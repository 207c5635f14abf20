//! Tracing subscriber setup and span timing.

use crate::config::{ConfigError, LogConfig, LogFormat};
use std::time::Instant;
use tracing_subscriber::EnvFilter;

/// Installs a global `tracing` subscriber configured from `config`.
///
/// `RUST_LOG` is ignored; the filter comes from [`LogConfig::level`].
/// Installing twice is not an error: the second call leaves the first
/// subscriber in place and returns `Ok(false)`.
///
/// # Errors
///
/// Returns [`ConfigError::Invalid`] if the filter directive cannot be parsed.
pub fn init_tracing(config: &LogConfig) -> Result<bool, ConfigError> {
    let filter = EnvFilter::try_new(&config.level).map_err(|err| ConfigError::Invalid {
        field: "log.level",
        message: err.to_string(),
    })?;

    let builder = tracing_subscriber::fmt()
        .with_env_filter(filter)
        .with_target(true);

    let installed = match config.format {
        LogFormat::Pretty => builder.try_init().is_ok(),
        LogFormat::Json => builder.json().with_current_span(false).try_init().is_ok(),
    };
    Ok(installed)
}

/// Measures the wall-clock duration of a stage or job.
#[derive(Debug)]
pub struct SpanTimer {
    start: Instant,
    name: String,
}

impl SpanTimer {
    /// Starts a new timer.
    #[must_use]
    pub fn start(name: impl Into<String>) -> Self {
        Self {
            start: Instant::now(),
            name: name.into(),
        }
    }

    /// Returns the elapsed time in milliseconds.
    #[must_use]
    pub fn elapsed_ms(&self) -> f64 {
        self.start.elapsed().as_secs_f64() * 1000.0
    }

    /// Returns the span name.
    #[must_use]
    pub fn name(&self) -> &str {
        &self.name
    }

    /// Finishes the timer and returns the duration.
    #[must_use]
    pub fn finish(self) -> f64 {
        self.elapsed_ms()
    }
}
//! Error types for repohealth.
//!
//! `RepoHealthError` is the error returned by collaborators, cache tiers and
//! the pipeline. Because a job's terminal error has to be replayed to every
//! later result query, it is also captured as a cloneable [`ErrorReport`].

use serde::{Deserialize, Serialize};
use std::collections::HashMap;
use std::fmt;
use std::path::PathBuf;
use thiserror::Error;

/// The main error type for repohealth operations.
#[derive(Debug, Error)]
pub enum RepoHealthError {
    /// The key does not resolve to anything upstream.
    #[error("Repository \"{key}\" not found")]
    NotFound {
        /// The key that failed to resolve.
        key: String,
    },

    /// The credential was rejected upstream.
    #[error("Authentication failed: {message}")]
    AuthFailure {
        /// Upstream explanation, never containing the credential.
        message: String,
    },

    /// The upstream API refused the request because of rate limiting.
    #[error("Rate limited by upstream: {message}")]
    RateLimited {
        /// Upstream explanation.
        message: String,
        /// Seconds until the limit resets, when known.
        retry_after_seconds: Option<u64>,
    },

    /// A transient network problem.
    #[error("Network failure: {message}")]
    NetworkFailure {
        /// What was being attempted.
        message: String,
        /// The underlying transport error, if any.
        #[source]
        source: Option<anyhow::Error>,
    },

    /// A persisted cache artifact could not be parsed.
    #[error("Corrupt {tier} artifact at {}", path.display())]
    CorruptArtifact {
        /// The tier the artifact belongs to.
        tier: String,
        /// Where the artifact lives on disk.
        path: PathBuf,
        /// The parse error.
        #[source]
        source: serde_json::Error,
    },

    /// A generic producer failure.
    #[error("Pipeline failure: {message}")]
    PipelineFailure {
        /// Summary of the failure.
        message: String,
        /// The underlying cause, if any.
        #[source]
        source: Option<anyhow::Error>,
    },

    /// The job for the key has not finished yet.
    #[error("Result for \"{key}\" is not ready")]
    NotReady {
        /// The key that was queried.
        key: String,
    },

    /// The key could not be used.
    #[error("Invalid key: {0}")]
    InvalidKey(String),

    /// A configuration error.
    #[error("{0}")]
    Config(#[from] crate::config::ConfigError),

    /// Serialization/deserialization error.
    #[error("Serialization error: {0}")]
    Serialization(String),

    /// IO error.
    #[error("IO error: {0}")]
    Io(#[from] std::io::Error),
}

impl RepoHealthError {
    /// Creates a not found error.
    #[must_use]
    pub fn not_found(key: impl Into<String>) -> Self {
        Self::NotFound { key: key.into() }
    }

    /// Creates an authentication failure.
    #[must_use]
    pub fn auth_failure(message: impl Into<String>) -> Self {
        Self::AuthFailure {
            message: message.into(),
        }
    }

    /// Creates a rate limit error.
    #[must_use]
    pub fn rate_limited(message: impl Into<String>, retry_after_seconds: Option<u64>) -> Self {
        Self::RateLimited {
            message: message.into(),
            retry_after_seconds,
        }
    }

    /// Creates a network failure without an underlying cause.
    #[must_use]
    pub fn network(message: impl Into<String>) -> Self {
        Self::NetworkFailure {
            message: message.into(),
            source: None,
        }
    }

    /// Creates a network failure wrapping a transport error.
    #[must_use]
    pub fn network_with(message: impl Into<String>, source: impl Into<anyhow::Error>) -> Self {
        Self::NetworkFailure {
            message: message.into(),
            source: Some(source.into()),
        }
    }

    /// Creates a generic pipeline failure.
    #[must_use]
    pub fn pipeline(message: impl Into<String>) -> Self {
        Self::PipelineFailure {
            message: message.into(),
            source: None,
        }
    }

    /// Creates a pipeline failure wrapping an underlying cause.
    #[must_use]
    pub fn pipeline_with(message: impl Into<String>, source: impl Into<anyhow::Error>) -> Self {
        Self::PipelineFailure {
            message: message.into(),
            source: Some(source.into()),
        }
    }

    /// Returns the error kind.
    #[must_use]
    pub fn kind(&self) -> ErrorKind {
        match self {
            Self::NotFound { .. } => ErrorKind::NotFound,
            Self::AuthFailure { .. } => ErrorKind::AuthFailure,
            Self::RateLimited { .. } => ErrorKind::RateLimited,
            Self::NetworkFailure { .. } => ErrorKind::NetworkFailure,
            Self::CorruptArtifact { .. } => ErrorKind::CorruptArtifact,
            Self::NotReady { .. } => ErrorKind::NotReady,
            Self::InvalidKey(_) => ErrorKind::InvalidKey,
            Self::Config(_) => ErrorKind::Config,
            Self::PipelineFailure { .. } | Self::Serialization(_) | Self::Io(_) => {
                ErrorKind::PipelineFailure
            }
        }
    }

    /// Returns true for errors a caller may fix by resubmitting later.
    #[must_use]
    pub fn is_transient(&self) -> bool {
        matches!(self.kind(), ErrorKind::NetworkFailure | ErrorKind::RateLimited)
    }

    /// Converts to a dictionary representation.
    #[must_use]
    pub fn to_dict(&self) -> HashMap<String, serde_json::Value> {
        ErrorReport::from_error(self).to_dict()
    }
}

impl From<serde_json::Error> for RepoHealthError {
    fn from(err: serde_json::Error) -> Self {
        Self::Serialization(err.to_string())
    }
}

impl From<anyhow::Error> for RepoHealthError {
    fn from(err: anyhow::Error) -> Self {
        match err.downcast::<Self>() {
            Ok(inner) => inner,
            Err(err) => Self::PipelineFailure {
                message: err.to_string(),
                source: Some(err),
            },
        }
    }
}

/// Coarse classification of a [`RepoHealthError`].
#[derive(Debug, Clone, Copy, PartialEq, Eq, Hash, Serialize, Deserialize)]
#[serde(rename_all = "snake_case")]
pub enum ErrorKind {
    /// Key does not resolve upstream.
    NotFound,
    /// Bad or expired credential.
    AuthFailure,
    /// Upstream rate limiting.
    RateLimited,
    /// Transient network problem.
    NetworkFailure,
    /// Unreadable cache artifact.
    CorruptArtifact,
    /// Generic producer error.
    PipelineFailure,
    /// Result queried before completion.
    NotReady,
    /// Key rejected before any work.
    InvalidKey,
    /// Invalid configuration.
    Config,
}

impl ErrorKind {
    /// Every kind, in declaration order.
    pub const ALL: [ErrorKind; 9] = [
        Self::NotFound,
        Self::AuthFailure,
        Self::RateLimited,
        Self::NetworkFailure,
        Self::CorruptArtifact,
        Self::PipelineFailure,
        Self::NotReady,
        Self::InvalidKey,
        Self::Config,
    ];
}

impl fmt::Display for ErrorKind {
    fn fmt(&self, f: &mut fmt::Formatter<'_>) -> fmt::Result {
        match self {
            Self::NotFound => write!(f, "not_found"),
            Self::AuthFailure => write!(f, "auth_failure"),
            Self::RateLimited => write!(f, "rate_limited"),
            Self::NetworkFailure => write!(f, "network_failure"),
            Self::CorruptArtifact => write!(f, "corrupt_artifact"),
            Self::PipelineFailure => write!(f, "pipeline_failure"),
            Self::NotReady => write!(f, "not_ready"),
            Self::InvalidKey => write!(f, "invalid_key"),
            Self::Config => write!(f, "config"),
        }
    }
}

/// A cloneable snapshot of a terminal job error.
///
/// Captures the message and the full `source()` chain so that a failure
/// page can explain what went wrong without holding on to the original
/// (non-cloneable) error value.
#[derive(Debug, Clone, PartialEq, Eq, Serialize, Deserialize)]
pub struct ErrorReport {
    /// The error kind.
    pub kind: ErrorKind,
    /// The top-level message.
    pub message: String,
    /// The pipeline stage that failed, if the error came from one.
    #[serde(default, skip_serializing_if = "Option::is_none")]
    pub stage: Option<String>,
    /// Messages of the underlying causes, outermost first.
    #[serde(default)]
    pub causes: Vec<String>,
}

impl ErrorReport {
    /// Creates a report with no cause chain.
    #[must_use]
    pub fn new(kind: ErrorKind, message: impl Into<String>) -> Self {
        Self {
            kind,
            message: message.into(),
            stage: None,
            causes: Vec::new(),
        }
    }

    /// Captures an error and its source chain.
    #[must_use]
    pub fn from_error(err: &RepoHealthError) -> Self {
        let mut causes = Vec::new();
        let mut current = std::error::Error::source(err);
        while let Some(cause) = current {
            causes.push(cause.to_string());
            current = cause.source();
        }

        Self {
            kind: err.kind(),
            message: err.to_string(),
            stage: None,
            causes,
        }
    }

    /// Sets the failing stage.
    #[must_use]
    pub fn with_stage(mut self, stage: impl Into<String>) -> Self {
        self.stage = Some(stage.into());
        self
    }

    /// Rebuilds an error value carrying this report's message.
    ///
    /// Used at the query boundary, where the original error is long gone.
    #[must_use]
    pub fn to_error(&self) -> RepoHealthError {
        let detail = match &self.stage {
            Some(stage) => format!("[{stage}] {}", self.message),
            None => self.message.clone(),
        };
        let source = (!self.causes.is_empty()).then(|| anyhow::anyhow!(self.causes.join(": ")));

        match self.kind {
            ErrorKind::NotFound => RepoHealthError::NotFound { key: detail },
            ErrorKind::AuthFailure => RepoHealthError::auth_failure(detail),
            ErrorKind::RateLimited => RepoHealthError::rate_limited(detail, None),
            ErrorKind::NetworkFailure => RepoHealthError::NetworkFailure {
                message: detail,
                source,
            },
            ErrorKind::CorruptArtifact => RepoHealthError::CorruptArtifact {
                tier: self.stage.clone().unwrap_or_else(|| "cached".to_string()),
                path: PathBuf::new(),
                source: <serde_json::Error as serde::de::Error>::custom(detail),
            },
            ErrorKind::PipelineFailure => RepoHealthError::PipelineFailure {
                message: detail,
                source,
            },
            ErrorKind::NotReady => RepoHealthError::NotReady { key: detail },
            ErrorKind::InvalidKey => RepoHealthError::InvalidKey(detail),
            ErrorKind::Config => RepoHealthError::Config(crate::config::ConfigError::Invalid {
                field: "config",
                message: detail,
            }),
        }
    }

    /// Converts to a dictionary representation.
    #[must_use]
    pub fn to_dict(&self) -> HashMap<String, serde_json::Value> {
        let mut map = HashMap::new();
        map.insert("kind".to_string(), serde_json::json!(self.kind.to_string()));
        map.insert("message".to_string(), serde_json::json!(self.message));

        if let Some(ref stage) = self.stage {
            map.insert("stage".to_string(), serde_json::json!(stage));
        }
        if !self.causes.is_empty() {
            map.insert("causes".to_string(), serde_json::json!(self.causes));
        }

        map
    }
}

impl fmt::Display for ErrorReport {
    fn fmt(&self, f: &mut fmt::Formatter<'_>) -> fmt::Result {
        if let Some(ref stage) = self.stage {
            write!(f, "[{stage}] ")?;
        }
        write!(f, "{}", self.message)?;
        for cause in &self.causes {
            write!(f, ": {cause}")?;
        }
        Ok(())
    }
}

#[cfg(test)]
mod tests {
    use super::*;

    #[test]
    fn test_error_kinds() {
        assert_eq!(RepoHealthError::not_found("a/b").kind(), ErrorKind::NotFound);
        assert_eq!(RepoHealthError::auth_failure("bad token").kind(), ErrorKind::AuthFailure);
        assert_eq!(RepoHealthError::network("timeout").kind(), ErrorKind::NetworkFailure);
        assert_eq!(RepoHealthError::pipeline("boom").kind(), ErrorKind::PipelineFailure);
        assert_eq!(
            RepoHealthError::Io(std::io::Error::other("disk")).kind(),
            ErrorKind::PipelineFailure
        );
    }

    #[test]
    fn test_transient_errors() {
        assert!(RepoHealthError::network("reset").is_transient());
        assert!(RepoHealthError::rate_limited("slow down", Some(60)).is_transient());
        assert!(!RepoHealthError::not_found("a/b").is_transient());
    }

    #[test]
    fn test_report_captures_cause_chain() {
        let inner = anyhow::anyhow!("connection reset").context("reading response");
        let err = RepoHealthError::network_with("fetching issues", inner);

        let report = ErrorReport::from_error(&err).with_stage("fetch-remote-issues");

        assert_eq!(report.kind, ErrorKind::NetworkFailure);
        assert_eq!(report.message, "Network failure: fetching issues");
        assert_eq!(report.stage.as_deref(), Some("fetch-remote-issues"));
        assert_eq!(report.causes[0], "reading response");
        assert!(report.to_string().contains("connection reset"));
    }

    #[test]
    fn test_report_to_dict() {
        let report = ErrorReport::new(ErrorKind::NotFound, "Repository \"a/b\" not found");
        let dict = report.to_dict();

        assert_eq!(dict.get("kind").unwrap(), "not_found");
        assert!(!dict.contains_key("stage"));
    }

    #[test]
    fn test_report_round_trip_keeps_kind() {
        let report = ErrorReport::new(ErrorKind::AuthFailure, "Authentication failed: expired");
        assert_eq!(report.to_error().kind(), ErrorKind::AuthFailure);
    }

    #[test]
    fn test_every_kind_survives_replay() {
        for kind in ErrorKind::ALL {
            let report = ErrorReport::new(kind, "replayed").with_stage("fetch-remote-metadata");
            let err = report.to_error();
            assert_eq!(err.kind(), kind, "{kind} changed on replay");

            let again = ErrorReport::from_error(&err);
            assert!(
                again.message.contains("replayed") || again.causes.iter().any(|c| c.contains("replayed")),
                "{kind} lost its message"
            );
        }
    }

    #[test]
    fn test_not_found_replays_as_not_found() {
        let report = ErrorReport::from_error(&RepoHealthError::not_found("acme/widgets"));
        assert!(matches!(report.to_error(), RepoHealthError::NotFound { .. }));
    }

    #[test]
    fn test_anyhow_downcast_preserves_variant() {
        let err: anyhow::Error = RepoHealthError::not_found("x/y").into();
        let back: RepoHealthError = err.into();
        assert_eq!(back.kind(), ErrorKind::NotFound);
    }

    #[test]
    fn test_error_kind_serialize() {
        let json = serde_json::to_string(&ErrorKind::RateLimited).unwrap();
        assert_eq!(json, r#""rate_limited""#);
    }
}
──────
**Directions**
For every line of the records that has the word "credential" in it, make a copy.

**Response area**
    /// The credential was rejected upstream.
        /// Upstream explanation, never containing the credential.
    /// Bad or expired credential.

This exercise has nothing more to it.